- Work required -
The first line of the data below and every line after it, through the one with "pub enum ConfigError", must be transcribed without change.

Input for this task START

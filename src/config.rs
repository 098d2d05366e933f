//! Process-wide engine configuration.
//!
//! [`EngineConfig`] bundles the HTTP endpoint used to qualify relative step
//! targets and the default consumer settings applied to broker receives.
//! Values are read-only for the duration of a scenario run.

use std::{fs, path::Path, time::Duration};

use serde::Deserialize;
use thiserror::Error;

/// Errors raised while loading an [`EngineConfig`] from disk.
#[derive(Debug, Error)]
pub enum ConfigError {
    /// Reading the configuration file failed.
    #[error("failed to read config file: {0}")]
    Io(#[from] std::io::Error),
    /// The configuration file is not valid TOML for [`EngineConfig`].
    #[error("invalid config file: {0}")]
    Parse(#[from] toml::de::Error),
}

/// Top-level configuration for a scenario engine.
///
/// # Examples
///
/// ```
/// use stepwright::config::{EndpointConfig, EngineConfig};
///
/// let config = EngineConfig::default().with_endpoint(EndpointConfig::new(
///     "http://localhost",
///     8080,
///     "/api",
/// ));
/// assert_eq!(config.endpoint.port, 8080);
/// ```
#[derive(Clone, Debug, Default, Deserialize, PartialEq)]
#[serde(default)]
pub struct EngineConfig {
    /// Base address for relative HTTP targets.
    pub endpoint: EndpointConfig,
    /// Defaults for broker receive steps.
    pub consumer: ConsumerDefaults,
}

impl EngineConfig {
    /// Load a configuration from a TOML file.
    ///
    /// Missing sections fall back to their defaults.
    ///
    /// # Errors
    ///
    /// Returns [`ConfigError`] when the file cannot be read or parsed.
    pub fn from_toml_file(path: impl AsRef<Path>) -> Result<Self, ConfigError> {
        let raw = fs::read_to_string(path)?;
        Self::from_toml_str(&raw)
    }

    /// Parse a configuration from TOML text.
    ///
    /// # Errors
    ///
    /// Returns [`ConfigError::Parse`] when the text is not valid TOML for
    /// this structure.
    pub fn from_toml_str(raw: &str) -> Result<Self, ConfigError> {
        let config: Self = toml::from_str(raw)?;
        Ok(config.normalized())
    }

    /// Replace the endpoint configuration.
    #[must_use]
    pub fn with_endpoint(mut self, endpoint: EndpointConfig) -> Self {
        self.endpoint = endpoint;
        self
    }

    /// Replace the consumer defaults.
    #[must_use]
    pub fn with_consumer(mut self, consumer: ConsumerDefaults) -> Self {
        self.consumer = consumer;
        self
    }

    /// Clamp nested values to usable bounds.
    #[must_use]
    pub fn normalized(mut self) -> Self {
        self.consumer = self.consumer.normalized();
        self
    }
}

/// Host, port and context path prefixed onto relative HTTP targets.
///
/// The host carries its scheme (for example `http://localhost`). The context
/// path is either empty or starts with `/`.
#[derive(Clone, Debug, Deserialize, PartialEq, Eq)]
#[serde(default)]
pub struct EndpointConfig {
    /// Scheme and host, e.g. `http://localhost`.
    pub host: String,
    /// TCP port.
    pub port: u16,
    /// Application context path, e.g. `/api` or an empty string.
    pub context: String,
}

impl Default for EndpointConfig {
    fn default() -> Self {
        Self {
            host: "http://localhost".to_owned(),
            port: 8080,
            context: String::new(),
        }
    }
}

impl EndpointConfig {
    /// Build an endpoint from its parts.
    #[must_use]
    pub fn new(host: impl Into<String>, port: u16, context: impl Into<String>) -> Self {
        Self {
            host: host.into(),
            port,
            context: context.into(),
        }
    }

    /// Qualify `target` unless it is already an absolute `http(s)` URL.
    ///
    /// ```
    /// use stepwright::config::EndpointConfig;
    ///
    /// let endpoint = EndpointConfig::new("http://localhost", 9000, "/shop");
    /// assert_eq!(
    ///     endpoint.qualify("/orders/1"),
    ///     "http://localhost:9000/shop/orders/1"
    /// );
    /// assert_eq!(
    ///     endpoint.qualify("https://example.org/a"),
    ///     "https://example.org/a"
    /// );
    /// ```
    #[must_use]
    pub fn qualify(&self, target: &str) -> String {
        if target.starts_with("http://") || target.starts_with("https://") {
            target.to_owned()
        } else {
            format!("{}:{}{}{}", self.host, self.port, self.context, target)
        }
    }
}

/// Default settings applied to every broker receive.
///
/// # Default Values
/// - `commit_sync`: `false`
/// - `commit_async`: `false`
/// - `max_idle_polls`: 5
/// - `poll_timeout`: 100 milliseconds
///
/// # Invariants
/// - `max_idle_polls` is at least 1
/// - `poll_timeout` is at least 1 millisecond
#[derive(Clone, Copy, Debug, Deserialize, PartialEq, Eq)]
#[serde(default)]
pub struct ConsumerDefaults {
    /// Commit offsets synchronously after each poll.
    pub commit_sync: bool,
    /// Commit offsets asynchronously after each poll.
    pub commit_async: bool,
    /// Consecutive empty polls after which a receive stops.
    pub max_idle_polls: u32,
    /// Upper bound on a single poll.
    #[serde(with = "millis")]
    pub poll_timeout: Duration,
}

impl Default for ConsumerDefaults {
    fn default() -> Self {
        Self {
            commit_sync: false,
            commit_async: false,
            max_idle_polls: 5,
            poll_timeout: Duration::from_millis(100),
        }
    }
}

impl ConsumerDefaults {
    /// Set the default synchronous commit flag.
    #[must_use]
    pub fn with_commit_sync(mut self, enabled: bool) -> Self {
        self.commit_sync = enabled;
        self
    }

    /// Set the default asynchronous commit flag.
    #[must_use]
    pub fn with_commit_async(mut self, enabled: bool) -> Self {
        self.commit_async = enabled;
        self
    }

    /// Set the idle-poll threshold.
    #[must_use]
    pub fn with_max_idle_polls(mut self, polls: u32) -> Self {
        self.max_idle_polls = polls;
        self
    }

    /// Set the per-poll timeout.
    #[must_use]
    pub fn with_poll_timeout(mut self, timeout: Duration) -> Self {
        self.poll_timeout = timeout;
        self
    }

    /// Clamp the idle threshold and poll timeout to their minimums.
    ///
    /// ```
    /// use std::time::Duration;
    ///
    /// use stepwright::config::ConsumerDefaults;
    ///
    /// let defaults = ConsumerDefaults::default()
    ///     .with_max_idle_polls(0)
    ///     .with_poll_timeout(Duration::ZERO)
    ///     .normalized();
    /// assert_eq!(defaults.max_idle_polls, 1);
    /// assert_eq!(defaults.poll_timeout, Duration::from_millis(1));
    /// ```
    #[must_use]
    pub fn normalized(mut self) -> Self {
        self.max_idle_polls = self.max_idle_polls.max(1);
        self.poll_timeout = self.poll_timeout.max(Duration::from_millis(1));
        self
    }
}

mod millis {
    use std::time::Duration;

    use serde::{Deserialize, Deserializer};

    pub(super) fn deserialize<'de, D>(deserializer: D) -> Result<Duration, D::Error>
    where
        D: Deserializer<'de>,
    {
        u64::deserialize(deserializer).map(Duration::from_millis)
    }
}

Input for this task END

- Completed exercise -
filename src/config.rs
repository 098d2d05366e933f
//! Process-wide engine configuration.
//!
//! [`EngineConfig`] bundles the HTTP endpoint used to qualify relative step
//! targets and the default consumer settings applied to broker receives.
//! Values are read-only for the duration of a scenario run.

use std::{fs, path::Path, time::Duration};

use serde::Deserialize;
use thiserror::Error;

/// Errors raised while loading an [`EngineConfig`] from disk.
#[derive(Debug, Error)]
pub enum ConfigError {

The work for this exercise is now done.